Aaron Reeve Mendes

Personal information
- Born: August 16, 2012 (age 14) Mangalore, India

Chess career
- Country: India (until 2020) Canada (since 2020)
- Title: International Master (2025)
- Peak rating: 2359 (December 2024)

= Aaron Reeve Mendes =

Indian-Canadian chess player (born 2012)

Aaron Reeve Mendes is an Indian-Canadian chess player.

==Chess career==
Aaron Reeve Mendes (born August 16, 2012) developed an interest in chess at the age of five.
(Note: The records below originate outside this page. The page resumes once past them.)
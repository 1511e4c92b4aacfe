/*!
# Directed Adjacency Graph

[`AdjacencyGraph`] stores, for every vertex, the list of its out-edges.

## Design
- Vertices are kept in insertion order in a `Vec` and are located through an
  `FxHashMap` from vertex to position.
- Out-edge lists are `SmallVec`s, since most vertices only have a handful of
  out-edges.
- In-edges are not stored; removing a vertex therefore scans all out-edge lists.
*/

use fxhash::FxHashMap;
use smallvec::SmallVec;
use tracing::trace;

use crate::testing::test_graph_ops;

use super::*;

/// A directed graph storing **only outgoing edges**.
///
/// # Type parameters
/// - `V`: vertex identity
/// - `E`: edge type with endpoints of type `V`
#[derive(Clone, Debug)]
pub struct AdjacencyGraph<V, E> {
    vertices: Vec<V>,
    positions: FxHashMap<V, usize>,
    out_edges: Vec<EdgeList<E>>,
    num_edges: usize,
    allow_parallel_edges: bool,
}

impl<V, E> AdjacencyGraph<V, E>
where
    V: VertexType,
    E: EdgeType<Vertex = V>,
{
    /// Creates an empty graph that allows parallel edges
    pub fn new() -> Self {
        Self::with_parallel_edges(true)
    }

    /// Creates an empty graph with the given parallel-edge policy
    pub fn with_parallel_edges(allow_parallel_edges: bool) -> Self {
        Self {
            vertices: Vec::new(),
            positions: FxHashMap::default(),
            out_edges: Vec::new(),
            num_edges: 0,
            allow_parallel_edges,
        }
    }

    fn position_of(&self, vertex: &V) -> Result<usize, LookupError> {
        self.positions
            .get(vertex)
            .copied()
            .ok_or_else(|| LookupError::vertex_not_found(vertex))
    }

    /// Removes all out-edges of `vertex` and returns their number
    ///
    /// # Errors
    /// Fails with [`LookupError::VertexNotFound`] if `vertex` is not a member of the graph.
    pub fn clear_out_edges(&mut self, vertex: &V) -> Result<usize, LookupError> {
        let pos = self.position_of(vertex)?;
        let removed = self.out_edges[pos].len();
        self.out_edges[pos].clear();
        self.num_edges -= removed;
        Ok(removed)
    }

    /// Removes all out-edges of `vertex` that fit a given predicate and returns their number
    ///
    /// # Errors
    /// Fails with [`LookupError::VertexNotFound`] if `vertex` is not a member of the graph.
    pub fn remove_out_edges_if<F>(&mut self, vertex: &V, mut predicate: F) -> Result<usize, LookupError>
    where
        F: FnMut(&E) -> bool,
    {
        let pos = self.position_of(vertex)?;
        let before = self.out_edges[pos].len();
        self.out_edges[pos].retain(|e| !predicate(&*e));
        let removed = before - self.out_edges[pos].len();
        self.num_edges -= removed;
        Ok(removed)
    }

    /// Removes all vertices and edges
    pub fn clear(&mut self) {
        self.vertices.clear();
        self.positions.clear();
        self.out_edges.clear();
        self.num_edges = 0;
    }
}

impl<V, E> Default for AdjacencyGraph<V, E>
where
    V: VertexType,
    E: EdgeType<Vertex = V>,
{
    fn default() -> Self {
        Self::new()
    }
}

impl<V, E> GraphType for AdjacencyGraph<V, E>
where
    V: VertexType,
    E: EdgeType<Vertex = V>,
{
    type Vertex = V;
    type Edge = E;

    fn is_directed(&self) -> bool {
        true
    }

    fn allow_parallel_edges(&self) -> bool {
        self.allow_parallel_edges
    }
}

impl<V, E> ImplicitVertexSet for AdjacencyGraph<V, E>
where
    V: VertexType,
    E: EdgeType<Vertex = V>,
{
    fn contains_vertex(&self, vertex: &V) -> bool {
        self.positions.contains_key(vertex)
    }
}

impl<V, E> IncidenceGraph for AdjacencyGraph<V, E>
where
    V: VertexType,
    E: EdgeType<Vertex = V>,
{
    fn out_edges(&self, vertex: &V) -> Result<impl Iterator<Item = &E>, LookupError> {
        let pos = self.position_of(vertex)?;
        Ok(self.out_edges[pos].iter())
    }

    fn out_degree(&self, vertex: &V) -> Result<usize, LookupError> {
        Ok(self.out_edges[self.position_of(vertex)?].len())
    }

    fn try_get_out_edges(&self, vertex: &V) -> Option<impl Iterator<Item = &E>> {
        let pos = *self.positions.get(vertex)?;
        Some(self.out_edges[pos].iter())
    }
}

impl<V, E> VertexListGraph for AdjacencyGraph<V, E>
where
    V: VertexType,
    E: EdgeType<Vertex = V>,
{
    fn vertices(&self) -> impl Iterator<Item = &V> {
        self.vertices.iter()
    }

    fn vertex_count(&self) -> usize {
        self.vertices.len()
    }
}

impl<V, E> EdgeListGraph for AdjacencyGraph<V, E>
where
    V: VertexType,
    E: EdgeType<Vertex = V>,
{
    fn edges(&self) -> impl Iterator<Item = &E> {
        self.out_edges.iter().flat_map(|edges| edges.iter())
    }

    fn edge_count(&self) -> usize {
        self.num_edges
    }

    fn contains_edge(&self, edge: &E) -> bool {
        self.positions
            .get(edge.source())
            .is_some_and(|&pos| self.out_edges[pos].contains(edge))
    }
}

impl<V, E> MutableVertexGraph for AdjacencyGraph<V, E>
where
    V: VertexType,
    E: EdgeType<Vertex = V>,
{
    fn add_vertex(&mut self, vertex: V) -> bool {
        if self.positions.contains_key(&vertex) {
            return false;
        }

        self.positions.insert(vertex.clone(), self.vertices.len());
        self.vertices.push(vertex);
        self.out_edges.push(EdgeList::new());
        true
    }

    fn try_remove_vertex(&mut self, vertex: &V) -> bool {
        let Some(pos) = self.positions.remove(vertex) else {
            return false;
        };

        self.vertices.remove(pos);
        let removed_out = self.out_edges.remove(pos).len();

        // Keep insertion order: every vertex behind `pos` moves one slot to the front
        for v in &self.vertices[pos..] {
            if let Some(p) = self.positions.get_mut(v) {
                *p -= 1;
            }
        }

        let mut removed_in = 0;
        for edges in &mut self.out_edges {
            let before = edges.len();
            edges.retain(|e| e.target() != vertex);
            removed_in += before - edges.len();
        }

        self.num_edges -= removed_out + removed_in;
        trace!(
            vertex = ?vertex,
            removed_edges = removed_out + removed_in,
            "removed vertex"
        );
        true
    }
}

impl<V, E> MutableEdgeGraph for AdjacencyGraph<V, E>
where
    V: VertexType,
    E: EdgeType<Vertex = V>,
{
    fn add_edge(&mut self, edge: E) -> Result<bool, LookupError> {
        let pos = self.position_of(edge.source())?;
        if !self.contains_vertex(edge.target()) {
            return Err(LookupError::vertex_not_found(edge.target()));
        }

        if !self.allow_parallel_edges
            && self.out_edges[pos]
                .iter()
                .any(|e| e.target() == edge.target())
        {
            trace!(edge = ?edge, "rejected parallel edge");
            return Ok(false);
        }

        self.out_edges[pos].push(edge);
        self.num_edges += 1;
        Ok(true)
    }

    fn try_remove_edge(&mut self, edge: &E) -> bool {
        let Some(&pos) = self.positions.get(edge.source()) else {
            return false;
        };

        match self.out_edges[pos].iter().position(|e| e == edge) {
            Some(i) => {
                self.out_edges[pos].remove(i);
                self.num_edges -= 1;
                true
            }
            None => false,
        }
    }
}

/// Storage of the out-edges of a single vertex
type EdgeList<E> = SmallVec<[E; 4]>;

// ---------- Testing ----------

test_graph_ops!(
    test_adjacency_graph,
    AdjacencyGraph,
    false,
    (
        GraphNew,
        IncidenceGraph,
        EdgeListGraph,
        MutableEdgeGraph,
        MutableVertexGraph,
        ParallelEdges
    )
);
In 2019, he achieved top finishes at multiple national and continental championships. At the Ontario Youth Chess Championship (OYCC), he landed the 1st runner-up in the under-8 age category.
Later that year, he won a 3rd tie position in the National level under-8 Canadian Youth Chess Championship (CYCC) at the age of 7. and represented the country at the North American Youth Chess Championship (NAYCC), where he secured 2nd place in the under-8 open category. This challenging event brought together young chess prodigies from Canada, the United States, Mexico, and the Bahamas.

In 2020, Aaron tied for the first position and bagged second in the tie breaker, scoring 6 on 7 at the ‘American Continental - Fide Online World U10 Rapid Championship.

His family immigrated to Mississauga, Ontario, Canada in 2021. He is coached by grandmasters Stany G.A., Swayams Mishra, and Arjun Kalyan.

Aaron won a gold medal in the Under 11 Open category at the FIDE World School Chess Championship 2022, competing against 489 talented players from 37 countries.

In July 2022, he became the youngest Canadian player to defeat a grandmaster after winning a game against Razvan Preotu in the Canadian Open chess tournament at the age of 9 years and 325 days.

That same year, Aaron was ranked as the highest FIDE-rated U10 player in the world with a 2095 standard rating in August 2022, and he is the only player from Canada to achieve this feat.

In September 2023, Aaron won the 4th Annual ChessKid YSCC. Aaron's journey to the YSCC title included several victories, including his semifinals match against FM Oro Faustino. On August 1, 2023, Aaron and Faustino, a 9-year-old chess prodigy with a 2300 chess rating, competed in a match that Aaron won with a score of 8:6.

In January 2024, he tied for second place with Mandar Pradip Lad and Augustin A in the 6th Kudremukh Trophy Rapid Rating Open. He was ranked second according to tiebreaks.

In the same month, Chessable, along with FIDE, organized chess training for 450 participants under the age of 16 years around the world. From each chess-playing country, 2 candidates were selected to participate in this camp. Among the selected few was Aaron, earning his place to sharpen his skills alongside other promising talents from across the globe.

In March 2024, after undergoing rigorous online training by FIDE, 12 exceptional chess players were selected among the 450 participants. Aaron was one of the top talents selected, and he earned a spot in a prestigious 5-day on-site FIDE Chessable Academy Camp in Menorca, Spain, which is led by legendary Grand Masters GM Judit Polgar and GM Artur Jussupow.

In April 2024, Aaron clinched the first position in the III Open Internacional Chess Menorca Blitz, held in Spain on April 4, 2024. Amongst over 160 participants from across the globe, Aaron earned a remarkable performance rating of 2621. Aaron's Blitz live rating stands at an impressive 2385, ranking him at the number one position in the Blitz category for Under 12.

In December 2024, he became the youngest Canadian player to achieve the International Master title after winning the gold medal in the Under-18 category at the North American Youth Chess Championship. With this, he became the second-youngest International Master globally and the No. 2-ranked player under the age of 12.

In May 2025, IM Aaron Mendes won the 2025 Under-13 ChessKid Youth Championship after he defeated FM Megan Paragua in the final with a score of 5–3 in the best-of-six blitz series. The championship, which took place on May 3–4, 2025, featured a fast-paced 3+1 time control and a $5,000 prize fund.

In May 2025, while in Grade 7, he won the Ontario High School Chess Championship, defeating older competitors from across the province.

In July 2025, at just 12 years old, he became Canada's youngest Under-18 Youth Champion, earning the honour of representing the country at the FIDE World Youth Chess Championships in Albania in October 2025.

In May 2026, Aaron achieved a peak online blitz rating of 3108 on Chess.com and was ranked among the top 100 players worldwide across all age categories. As of May 8, 2026, his blitz rating stands at 3101, making him the only Canadian player ranked in the top 100 worldwide in Chess.com blitz ratings.